Your instructions: Reproduce the entries. Each one must match the original exactly.

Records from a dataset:
★ ★ ★ ★

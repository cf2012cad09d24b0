//! The item pool: fetch, store, invalidate, and batch-write cache items.
//!
//! The pool orchestrates item construction from backend responses, the
//! deferred-write queue, commit, and delegation of delete/clear to the
//! backend. Keys are validated before every backend interaction.
//!
//! # Error policy
//!
//! [`PoolError::InvalidKey`] is the only error public operations surface,
//! raised before any backend access. Backend failures degrade to `false`
//! results (or miss-shaped items for reads); the underlying error is
//! logged and kept on a diagnostic side channel, see
//! [`ItemPool::last_backend_error`].
//!
//! # Exclusion
//!
//! All operations take `&mut self`: the pool instance is the unit of
//! exclusion. Use one pool per logical unit of work, or put your own
//! locking around it.

use crate::backend::{CacheBackend, CacheWrite};
use crate::error::{BackendError, PoolResult};
use crate::item::CacheItem;
use crate::key::{validate_key, validate_keys};

/// A cache-item pool over a backend `B`.
///
/// Dropping the pool commits any remaining deferred items, so the
/// ordinary shutdown path never silently loses queued writes. A failed
/// drop-commit is logged, not panicked on.
pub struct ItemPool<B: CacheBackend> {
    backend: B,
    /// Items queued by `save_deferred`, in insertion order.
    deferred: Vec<CacheItem>,
    last_error: Option<BackendError>,
}

impl<B: CacheBackend> ItemPool<B> {
    /// Create a pool over `backend`.
    pub fn new(backend: B) -> Self {
        Self {
            backend,
            deferred: Vec::new(),
            last_error: None,
        }
    }

    /// Borrow the underlying backend.
    pub fn backend(&self) -> &B {
        &self.backend
    }

    /// Number of items waiting for the next commit.
    pub fn deferred_len(&self) -> usize {
        self.deferred.len()
    }

    /// The most recent backend error the pool swallowed, if any.
    pub fn last_backend_error(&self) -> Option<&BackendError> {
        self.last_error.as_ref()
    }

    /// Take and clear the most recent swallowed backend error.
    pub fn take_last_error(&mut self) -> Option<BackendError> {
        self.last_error.take()
    }

    /// Fetch the item for `key`.
    ///
    /// A fresh item is built on every call. Absence and backend failure
    /// are indistinguishable here: both return the empty placeholder
    /// (no value, `hit = false`, permanent, untagged, valid). With
    /// `allow_invalid`, entries the backend has invalidated are still
    /// returned, carrying `is_valid() == false`.
    ///
    /// # Errors
    ///
    /// Only `InvalidKey`, before any backend call.
    pub fn get_item(&mut self, key: &str, allow_invalid: bool) -> PoolResult<CacheItem> {
        validate_key(key)?;

        let item = match self.backend.get(key, allow_invalid) {
            Ok(Some(mut record)) => {
                record.hit = true;
                CacheItem::from_record(key, record)
            }
            Ok(None) => CacheItem::empty(key),
            Err(error) => {
                self.record_failure(error);
                CacheItem::empty(key)
            }
        };
        Ok(item)
    }

    /// Fetch items for every key, preserving input order.
    ///
    /// All keys are validated up front: one invalid key rejects the whole
    /// call before any backend access. Otherwise equivalent to
    /// [`get_item`](Self::get_item) per key.
    pub fn get_items(
        &mut self,
        keys: &[&str],
        allow_invalid: bool,
    ) -> PoolResult<Vec<(String, CacheItem)>> {
        validate_keys(keys.iter().copied())?;

        let mut collection = Vec::with_capacity(keys.len());
        for key in keys {
            collection.push((key.to_string(), self.get_item(key, allow_invalid)?));
        }
        Ok(collection)
    }

    /// Report whether `key` currently exists in the backend.
    ///
    /// Forces a commit of all deferred items first, so a just-buffered
    /// write is visible to the presence check. A backend failure reads as
    /// "does not exist".
    ///
    /// # Errors
    ///
    /// Only `InvalidKey`.
    pub fn has_item(&mut self, key: &str) -> PoolResult<bool> {
        validate_key(key)?;

        self.commit();

        let exists = match self.backend.get(key, false) {
            Ok(found) => found.is_some(),
            Err(error) => {
                self.record_failure(error);
                false
            }
        };
        Ok(exists)
    }

    /// Erase everything in the backend.
    ///
    /// Pending deferred items are discarded without being written: a
    /// clear wins over any pending save.
    pub fn clear(&mut self) -> bool {
        if !self.deferred.is_empty() {
            tracing::debug!(
                count = self.deferred.len(),
                "Discarding deferred items on clear"
            );
            self.deferred.clear();
        }

        match self.backend.delete_all() {
            Ok(()) => true,
            Err(error) => {
                self.record_failure(error);
                false
            }
        }
    }

    /// Delete one entry from the backend.
    pub fn delete_item(&mut self, key: &str) -> bool {
        match self.backend.delete(key) {
            Ok(()) => true,
            Err(error) => {
                self.record_failure(error);
                false
            }
        }
    }

    /// Delete a batch of entries from the backend.
    pub fn delete_items(&mut self, keys: &[String]) -> bool {
        match self.backend.delete_multiple(keys) {
            Ok(()) => true,
            Err(error) => {
                self.record_failure(error);
                false
            }
        }
    }

    /// Write one item to the backend immediately.
    pub fn save(&mut self, item: &CacheItem) -> bool {
        match self.backend.set(item.key(), CacheWrite::from(item)) {
            Ok(()) => true,
            Err(error) => {
                self.record_failure(error);
                false
            }
        }
    }

    /// Queue an item for the next commit. Queuing cannot fail.
    pub fn save_deferred(&mut self, item: CacheItem) -> bool {
        self.deferred.push(item);
        true
    }

    /// Flush the deferred queue to the backend as one bulk write.
    ///
    /// The queue is drained unconditionally: a failed bulk write loses
    /// the batch (the failure stays visible on the side channel). Later
    /// deferred saves for the same key win within one batch; the bulk
    /// write keeps first-occurrence ordering.
    pub fn commit(&mut self) -> bool {
        let queued = std::mem::take(&mut self.deferred);

        let mut writes: Vec<(String, CacheWrite)> = Vec::with_capacity(queued.len());
        for item in &queued {
            let write = CacheWrite::from(item);
            match writes.iter().position(|(key, _)| key == item.key()) {
                Some(pos) => writes[pos].1 = write,
                None => writes.push((item.key().to_string(), write)),
            }
        }

        tracing::debug!(count = writes.len(), "Committing deferred items");
        match self.backend.set_multiple(writes) {
            Ok(()) => true,
            Err(error) => {
                self.record_failure(error);
                false
            }
        }
    }

    /// Log a swallowed backend failure and keep it on the side channel.
    fn record_failure(&mut self, error: BackendError) {
        tracing::warn!(error = %error, "Backend operation failed");
        self.last_error = Some(error);
    }
}

impl<B: CacheBackend> Drop for ItemPool<B> {
    fn drop(&mut self) {
        if !self.deferred.is_empty() && !self.commit() {
            tracing::warn!("Deferred items lost in teardown commit");
        }
    }
}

★ ★ ★ ★

Exercise result:
repository cf2012cad09d24b0
//! The item pool: fetch, store, invalidate, and batch-write cache items.
//!
//! The pool orchestrates item construction from backend responses, the
//! deferred-write queue, commit, and delegation of delete/clear to the
//! backend. Keys are validated before every backend interaction.
//!
//! # Error policy
//!
//! [`PoolError::InvalidKey`] is the only error public operations surface,
//! raised before any backend access. Backend failures degrade to `false`
//! results (or miss-shaped items for reads); the underlying error is
//! logged and kept on a diagnostic side channel, see
//! [`ItemPool::last_backend_error`].
//!
//! # Exclusion
//!
//! All operations take `&mut self`: the pool instance is the unit of
//! exclusion. Use one pool per logical unit of work, or put your own
//! locking around it.

use crate::backend::{CacheBackend, CacheWrite};
use crate::error::{BackendError, PoolResult};
use crate::item::CacheItem;
use crate::key::{validate_key, validate_keys};

/// A cache-item pool over a backend `B`.
///
/// Dropping the pool commits any remaining deferred items, so the
/// ordinary shutdown path never silently loses queued writes. A failed
/// drop-commit is logged, not panicked on.
pub struct ItemPool<B: CacheBackend> {
    backend: B,
    /// Items queued by `save_deferred`, in insertion order.
    deferred: Vec<CacheItem>,
    last_error: Option<BackendError>,
}

impl<B: CacheBackend> ItemPool<B> {
    /// Create a pool over `backend`.
    pub fn new(backend: B) -> Self {
        Self {
            backend,
            deferred: Vec::new(),
            last_error: None,
        }
    }

    /// Borrow the underlying backend.
    pub fn backend(&self) -> &B {
        &self.backend
    }

    /// Number of items waiting for the next commit.
    pub fn deferred_len(&self) -> usize {
        self.deferred.len()
    }

    /// The most recent backend error the pool swallowed, if any.
    pub fn last_backend_error(&self) -> Option<&BackendError> {
        self.last_error.as_ref()
    }

    /// Take and clear the most recent swallowed backend error.
    pub fn take_last_error(&mut self) -> Option<BackendError> {
        self.last_error.take()
    }

    /// Fetch the item for `key`.
    ///
    /// A fresh item is built on every call. Absence and backend failure
    /// are indistinguishable here: both return the empty placeholder
    /// (no value, `hit = false`, permanent, untagged, valid). With
    /// `allow_invalid`, entries the backend has invalidated are still
    /// returned, carrying `is_valid() == false`.
    ///
    /// # Errors
    ///
    /// Only `InvalidKey`, before any backend call.
    pub fn get_item(&mut self, key: &str, allow_invalid: bool) -> PoolResult<CacheItem> {
        validate_key(key)?;

        let item = match self.backend.get(key, allow_invalid) {
            Ok(Some(mut record)) => {
                record.hit = true;
                CacheItem::from_record(key, record)
            }
            Ok(None) => CacheItem::empty(key),
            Err(error) => {
                self.record_failure(error);
                CacheItem::empty(key)
            }
        };
        Ok(item)
    }

    /// Fetch items for every key, preserving input order.
    ///
    /// All keys are validated up front: one invalid key rejects the whole
    /// call before any backend access. Otherwise equivalent to
    /// [`get_item`](Self::get_item) per key.
    pub fn get_items(
        &mut self,
        keys: &[&str],
        allow_invalid: bool,
    ) -> PoolResult<Vec<(String, CacheItem)>> {
        validate_keys(keys.iter().copied())?;

        let mut collection = Vec::with_capacity(keys.len());
        for key in keys {
            collection.push((key.to_string(), self.get_item(key, allow_invalid)?));
        }
        Ok(collection)
    }

    /// Report whether `key` currently exists in the backend.
    ///
    /// Forces a commit of all deferred items first, so a just-buffered
    /// write is visible to the presence check. A backend failure reads as
    /// "does not exist".
    ///
    /// # Errors
    ///
    /// Only `InvalidKey`.
    pub fn has_item(&mut self, key: &str) -> PoolResult<bool> {
        validate_key(key)?;

        self.commit();

        let exists = match self.backend.get(key, false) {
            Ok(found) => found.is_some(),
            Err(error) => {
                self.record_failure(error);
                false
            }
        };
        Ok(exists)
    }

    /// Erase everything in the backend.
    ///
    /// Pending deferred items are discarded without being written: a
    /// clear wins over any pending save.
    pub fn clear(&mut self) -> bool {
        if !self.deferred.is_empty() {
            tracing::debug!(
                count = self.deferred.len(),
                "Discarding deferred items on clear"
            );
            self.deferred.clear();
        }

        match self.backend.delete_all() {
            Ok(()) => true,
            Err(error) => {
                self.record_failure(error);
                false
            }
        }
    }

    /// Delete one entry from the backend.
    pub fn delete_item(&mut self, key: &str) -> bool {
        match self.backend.delete(key) {
            Ok(()) => true,
            Err(error) => {
                self.record_failure(error);
                false
            }
        }
    }

    /// Delete a batch of entries from the backend.
    pub fn delete_items(&mut self, keys: &[String]) -> bool {
        match self.backend.delete_multiple(keys) {
            Ok(()) => true,
            Err(error) => {
                self.record_failure(error);
                false
            }
        }
    }

    /// Write one item to the backend immediately.
    pub fn save(&mut self, item: &CacheItem) -> bool {
        match self.backend.set(item.key(), CacheWrite::from(item)) {
            Ok(()) => true,
            Err(error) => {
                self.record_failure(error);
                false
            }
        }
    }

    /// Queue an item for the next commit. Queuing cannot fail.
    pub fn save_deferred(&mut self, item: CacheItem) -> bool {
        self.deferred.push(item);
        true
    }

    /// Flush the deferred queue to the backend as one bulk write.
    ///
    /// The queue is drained unconditionally: a failed bulk write loses
    /// the batch (the failure stays visible on the side channel). Later
    /// deferred saves for the same key win within one batch; the bulk
    /// write keeps first-occurrence ordering.
    pub fn commit(&mut self) -> bool {
        let queued = std::mem::take(&mut self.deferred);

        let mut writes: Vec<(String, CacheWrite)> = Vec::with_capacity(queued.len());
        for item in &queued {
            let write = CacheWrite::from(item);
            match writes.iter().position(|(key, _)| key == item.key()) {
                Some(pos) => writes[pos].1 = write,
                None => writes.push((item.key().to_string(), write)),
            }
        }

        tracing::debug!(count = writes.len(), "Committing deferred items");
        match self.backend.set_multiple(writes) {
            Ok(()) => true,
            Err(error) => {
                self.record_failure(error);
                false
            }
        }
    }

    /// Log a swallowed backend failure and keep it on the side channel.
    fn record_failure(&mut self, error: BackendError) {
        tracing::warn!(error = %error, "Backend operation failed");
        self.last_error = Some(error);
    }
}

impl<B: CacheBackend> Drop for ItemPool<B> {
    fn drop(&mut self) {
        if !self.deferred.is_empty() && !self.commit() {
            tracing::warn!("Deferred items lost in teardown commit");
        }
    }
}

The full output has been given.